Asimismo, Na Puc Tun relató a Tlacaélel varias antiguas leyendas mayas, en las que se aludía a la existencia de pueblos de extrañas costumbres que moraban allende los mares, en territorios situados a distancias que no alcanzaban a ser concebidas ni por la imaginación más audaz. Sin embargo —prosiguió afirmando el envejecido sacerdote maya— tal vez no estaba lejano el día en que se produciría el arribo de los habitantes de aquellas regiones, bien fuera de los que vivían más allá de las selvas, o de los que quizá habitaban al otro lado de los mares, cuando esto ocurriera, la natural incomprensión de aquellos seres hacia todo lo que Me-xíhc-co era y representaba constituiría, muy posiblemente, la forma como habría de materializarse el peligro que se avecinaba.

Tlacaélel preguntó a Na Puc Tun cuál estimaba que podría ser la mejor forma de hacer frente al grave riesgo que les amenazaba, a lo que este contestó que la respuesta estaba dada por los propios jeroglíficos que le habían mostrado: era preciso iniciar un movimiento tendiente a lograr una profunda ascésis purificadera, llevar a cabo un gigantesco sacrificio colectivo de carácter espiritual, en tal forma que la población estuviese en posibilidad no sólo de adaptarse al cambio de influencias cósmicas que habrían de sobrevenir, sino incluso de poder participar, activamente, en el armónico desarrollo de dichas influencias.

El Azteca entre los Aztecas expresó que aquéllas eran precisamente las conclusiones a las que había llegado tras haber logrado descifrar el mensaje contenido en el antiguo templo maya y que, en cuanto regresara a la capital del Imperio, iniciaría la tarea de convertir en realidad dichos propósitos.

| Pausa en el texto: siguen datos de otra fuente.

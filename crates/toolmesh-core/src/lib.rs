//! # toolmesh-core
//!
//! Shared foundations for toolmesh.
//!
//! This crate provides:
//! - Layered configuration (defaults, TOML files, environment)
//! - Plugin registration settings
//! - Common error types

pub mod config;
pub mod error;

pub use config::{Config, PluginConfig, SessionSettings, TransportKind};
pub use error::{Error, Result};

Na Puc Tun permaneció largo rato en silencio, sumido al parecer en profundas cavilaciones; posteriormente, con voz cuyo grave acento evidenciaba la trascendencia de la determinación que acababa de tomar, manifestó que en vista de la posición adoptada por Tlacaélel, estaba dispuesto a cambiar su resolución anterior y hacerle entrega de la parte del Emblema Sagrado de la cual era custodio, pues consideraba que el Cihuacóatl Azteca contaba con mejores posibilidades que él para intentar cumplir la difícil misión que en aquellos momentos exigían los astros de los seres humanos.

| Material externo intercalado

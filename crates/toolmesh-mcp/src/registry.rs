//! The live session map.
//!
//! Holds at most one [`Session`] per (tenant, plugin). Every operation that
//! opens or closes a session first takes its tenant's async lock, so the
//! resources of one session are never torn down and rebuilt concurrently,
//! while different tenants proceed independently. The maps themselves sit
//! behind short synchronous locks that are never held across an `.await`.

use std::collections::HashMap;
use std::sync::Arc;
use std::time::Duration;

use parking_lot::Mutex;
use tokio::sync::Mutex as AsyncMutex;
use toolmesh_core::PluginConfig;
use tracing::{debug, info, warn};
use uuid::Uuid;

use crate::catalog::ToolCatalog;
use crate::connector::Connector;
use crate::error::McpError;
use crate::events::{SessionStatus, StatusEvent, StatusEventBus};
use crate::session::{Session, SessionInfo, SessionKey};

pub struct SessionRegistry {
    connector: Arc<dyn Connector>,
    catalog: Arc<ToolCatalog>,
    events: Arc<StatusEventBus>,
    sessions: Mutex<HashMap<SessionKey, Arc<Session>>>,
    tenant_locks: Mutex<HashMap<String, Arc<AsyncMutex<()>>>>,
    /// Last registered config per key; survives idle eviction.
    known_configs: Mutex<HashMap<SessionKey, PluginConfig>>,
}

impl SessionRegistry {
    pub fn new(
        connector: Arc<dyn Connector>,
        catalog: Arc<ToolCatalog>,
        events: Arc<StatusEventBus>,
    ) -> Self {
        Self {
            connector,
            catalog,
            events,
            sessions: Mutex::new(HashMap::new()),
            tenant_locks: Mutex::new(HashMap::new()),
            known_configs: Mutex::new(HashMap::new()),
        }
    }

    fn tenant_lock(&self, tenant_id: &str) -> Arc<AsyncMutex<()>> {
        let mut locks = self.tenant_locks.lock();
        Arc::clone(locks.entry(tenant_id.to_string()).or_default())
    }

    /// Open a session for the config, replacing any existing one for its key.
    ///
    /// Returns `false` if the plugin could not be reached; the failure is
    /// reported as a status event rather than an error.
    pub async fn register(&self, config: PluginConfig) -> bool {
        let lock = self.tenant_lock(&config.tenant_id);
        let (registered, event) = {
            let _guard = lock.lock().await;
            self.register_locked(config).await
        };
        self.events.emit(event).await;
        registered
    }

    /// Caller must hold the tenant lock.
    async fn register_locked(&self, config: PluginConfig) -> (bool, StatusEvent) {
        let key = SessionKey::of(&config);
        self.known_configs.lock().insert(key.clone(), config.clone());
        let prior = self.sessions.lock().remove(&key);
        // After the removal, so an in-flight fetch cannot re-populate it.
        self.catalog.invalidate(&key);
        let prior_status = match prior {
            Some(prior) => {
                let status = prior.status();
                let released = prior.close().await;
                debug!(
                    tenant = %key.tenant_id,
                    plugin = %key.plugin_name,
                    session_id = %prior.id(),
                    released,
                    "Closed previous session"
                );
                status
            }
            None => SessionStatus::Inactive,
        };

        match self.connector.connect(&config).await {
            Ok(established) => {
                let session = Arc::new(Session::new(config, established));
                info!(
                    tenant = %key.tenant_id,
                    plugin = %key.plugin_name,
                    session_id = %session.id(),
                    "Session registered"
                );
                self.sessions.lock().insert(key.clone(), session);
                let event = StatusEvent::new(
                    key.tenant_id,
                    key.plugin_name,
                    prior_status,
                    SessionStatus::Active,
                    "registered",
                );
                (true, event)
            }
            Err(e) => {
                warn!(
                    tenant = %key.tenant_id,
                    plugin = %key.plugin_name,
                    error = %e,
                    "Session registration failed"
                );
                let event = StatusEvent::new(
                    key.tenant_id,
                    key.plugin_name,
                    SessionStatus::Inactive,
                    SessionStatus::Error,
                    e.to_string(),
                );
                (false, event)
            }
        }
    }

    /// Close and forget the session for the key. No-op if absent.
    pub async fn unregister(&self, tenant_id: &str, plugin_name: &str) -> bool {
        let key = SessionKey::new(tenant_id, plugin_name);
        let lock = self.tenant_lock(tenant_id);
        let event = {
            let _guard = lock.lock().await;
            self.known_configs.lock().remove(&key);
            let removed = self.sessions.lock().remove(&key);
            self.catalog.invalidate(&key);
            match removed {
                Some(session) => {
                    let old_status = session.status();
                    session.close().await;
                    info!(tenant = %tenant_id, plugin = %plugin_name, "Session unregistered");
                    Some(StatusEvent::new(
                        tenant_id,
                        plugin_name,
                        old_status,
                        SessionStatus::Inactive,
                        "unregistered",
                    ))
                }
                None => None,
            }
        };

        match event {
            Some(event) => {
                self.events.emit(event).await;
                true
            }
            None => false,
        }
    }

    /// Register only if there is no usable session for the key.
    ///
    /// A session is reused unless its endpoint or transport changed or it is
    /// in the error state.
    pub async fn ensure_registered(&self, config: PluginConfig) -> bool {
        let key = SessionKey::of(&config);
        let lock = self.tenant_lock(&config.tenant_id);
        let event = {
            let _guard = lock.lock().await;
            let existing = self.sessions.lock().get(&key).cloned();
            if let Some(existing) = existing {
                if existing.matches_endpoint(&config.url, config.transport)
                    && existing.status() != SessionStatus::Error
                {
                    return true;
                }
            }
            self.register_locked(config).await
        };
        let (registered, event) = event;
        self.events.emit(event).await;
        registered
    }

    /// Look up a session and count the lookup as a request.
    pub fn get_session(&self, tenant_id: &str, plugin_name: &str) -> Result<Arc<Session>, McpError> {
        let key = SessionKey::new(tenant_id, plugin_name);
        let session = self
            .session(&key)
            .ok_or_else(|| McpError::session_not_found(tenant_id, plugin_name))?;
        session.touch();
        Ok(session)
    }

    /// Look up a session without touching it.
    pub fn session(&self, key: &SessionKey) -> Option<Arc<Session>> {
        self.sessions.lock().get(key).cloned()
    }

    /// Replace a broken session with a fresh one built from its config.
    ///
    /// Only the first caller for a given broken session reconnects; later
    /// callers find a different session in the map and reuse it.
    pub async fn reconnect(&self, broken: &Session) -> bool {
        self.reconnect_key(broken.key(), Some(broken.id())).await
    }

    /// Re-open a session that was evicted, using its remembered config.
    pub async fn restore(&self, tenant_id: &str, plugin_name: &str) -> bool {
        self.reconnect_key(&SessionKey::new(tenant_id, plugin_name), None)
            .await
    }

    async fn reconnect_key(&self, key: &SessionKey, stale: Option<Uuid>) -> bool {
        let lock = self.tenant_lock(&key.tenant_id);
        let (registered, event) = {
            let _guard = lock.lock().await;
            let current = self.session(key);
            if let Some(current) = current {
                if Some(current.id()) != stale {
                    debug!(
                        tenant = %key.tenant_id,
                        plugin = %key.plugin_name,
                        "Session already replaced"
                    );
                    return true;
                }
            }
            let Some(config) = self.known_config(&key.tenant_id, &key.plugin_name) else {
                return false;
            };
            info!(tenant = %key.tenant_id, plugin = %key.plugin_name, "Reconnecting session");
            self.register_locked(config).await
        };
        self.events.emit(event).await;
        registered
    }

    /// Close the session if it is still the live one and has been idle longer than `idle_ttl`.
    pub(crate) async fn evict_if_idle(&self, session: &Session, idle_ttl: Duration) -> bool {
        let key = session.key();
        let lock = self.tenant_lock(&key.tenant_id);
        let event = {
            let _guard = lock.lock().await;
            let evicted = {
                let mut sessions = self.sessions.lock();
                match sessions.get(key) {
                    Some(current) if current.id() == session.id() && session.idle_for() > idle_ttl => {
                        sessions.remove(key)
                    }
                    _ => None,
                }
            };
            let Some(evicted) = evicted else {
                return false;
            };
            let old_status = evicted.status();
            evicted.close().await;
            self.catalog.invalidate(key);
            info!(
                tenant = %key.tenant_id,
                plugin = %key.plugin_name,
                session_id = %evicted.id(),
                "Evicted idle session"
            );
            StatusEvent::new(
                &key.tenant_id,
                &key.plugin_name,
                old_status,
                SessionStatus::Inactive,
                "idle timeout",
            )
        };
        self.events.emit(event).await;
        true
    }

    pub fn known_config(&self, tenant_id: &str, plugin_name: &str) -> Option<PluginConfig> {
        self.known_configs
            .lock()
            .get(&SessionKey::new(tenant_id, plugin_name))
            .cloned()
    }

    /// Plugin names the tenant can call: live sessions plus remembered
    /// configs of evicted ones.
    pub fn plugins_for(&self, tenant_id: &str) -> Vec<String> {
        let mut plugins: Vec<String> = self
            .sessions
            .lock()
            .keys()
            .filter(|key| key.tenant_id == tenant_id)
            .map(|key| key.plugin_name.clone())
            .collect();
        plugins.extend(
            self.known_configs
                .lock()
                .keys()
                .filter(|key| key.tenant_id == tenant_id)
                .map(|key| key.plugin_name.clone()),
        );
        plugins.sort();
        plugins.dedup();
        plugins
    }

    pub fn sessions(&self) -> Vec<Arc<Session>> {
        self.sessions.lock().values().cloned().collect()
    }

    /// Snapshot of every live session, sorted by key.
    pub fn session_info(&self) -> Vec<SessionInfo> {
        let mut info: Vec<SessionInfo> = self.sessions().iter().map(|s| s.info()).collect();
        info.sort_by(|a, b| {
            (a.tenant_id.as_str(), a.plugin_name.as_str())
                .cmp(&(b.tenant_id.as_str(), b.plugin_name.as_str()))
        });
        info
    }

    pub fn len(&self) -> usize {
        self.sessions.lock().len()
    }

    pub fn is_empty(&self) -> bool {
        self.sessions.lock().is_empty()
    }

    /// Close every live session. Returns how many were closed.
    pub async fn close_all(&self) -> usize {
        let keys: Vec<SessionKey> = self.sessions.lock().keys().cloned().collect();
        let mut closed = 0;
        for key in keys {
            let lock = self.tenant_lock(&key.tenant_id);
            let event = {
                let _guard = lock.lock().await;
                let removed = self.sessions.lock().remove(&key);
                let Some(session) = removed else {
                    continue;
                };
                let old_status = session.status();
                session.close().await;
                self.catalog.invalidate(&key);
                StatusEvent::new(
                    &key.tenant_id,
                    &key.plugin_name,
                    old_status,
                    SessionStatus::Inactive,
                    "shutdown",
                )
            };
            self.events.emit(event).await;
            closed += 1;
        }
        closed
    }
}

Después de pronunciar aquellas palabras, Na Puc Tun concluyó señalando que consideraba al santuario donde el propio Kukulkán había hecho depositario a un sacerdote maya de la mitad del Caracol Sagrado como el lugar más apropiado para efectuar la ceremonia con la cual se pondría término, finalmente, al largo período en que había subsistido la separación de las dos partes del venerado emblema. Así pues, si el Cihuacóatl Imperial estaba de acuerdo, al día siguiente podrían emprender el viaje hacia la sagrada ciudad de Uxmal.

Tlacaélel asintió, profundamente conmovido ante la evidente grandeza de espíritu del sacerdote maya.

Guiado por Na Puc Tun, Tlacaélel realizó un recorrido por entre los conjuntos de edificios que integraban el corazón de la en otros tiempos floreciente Ciudad de Uxmal. Las construcciones se encontraban abandonadas y ruinosas, pues la ciudad se hallaba prácticamente deshabitada y sus escasos moradores preferían vivir en las afueras; sin embargo, todavía resultaba fácilmente apreciable, en cualquiera de aquellas derruidas construcciones, el sello inconfundible de máximo perfeccionamiento que los antiguos mayas habían sabido imprimir a todas sus obras.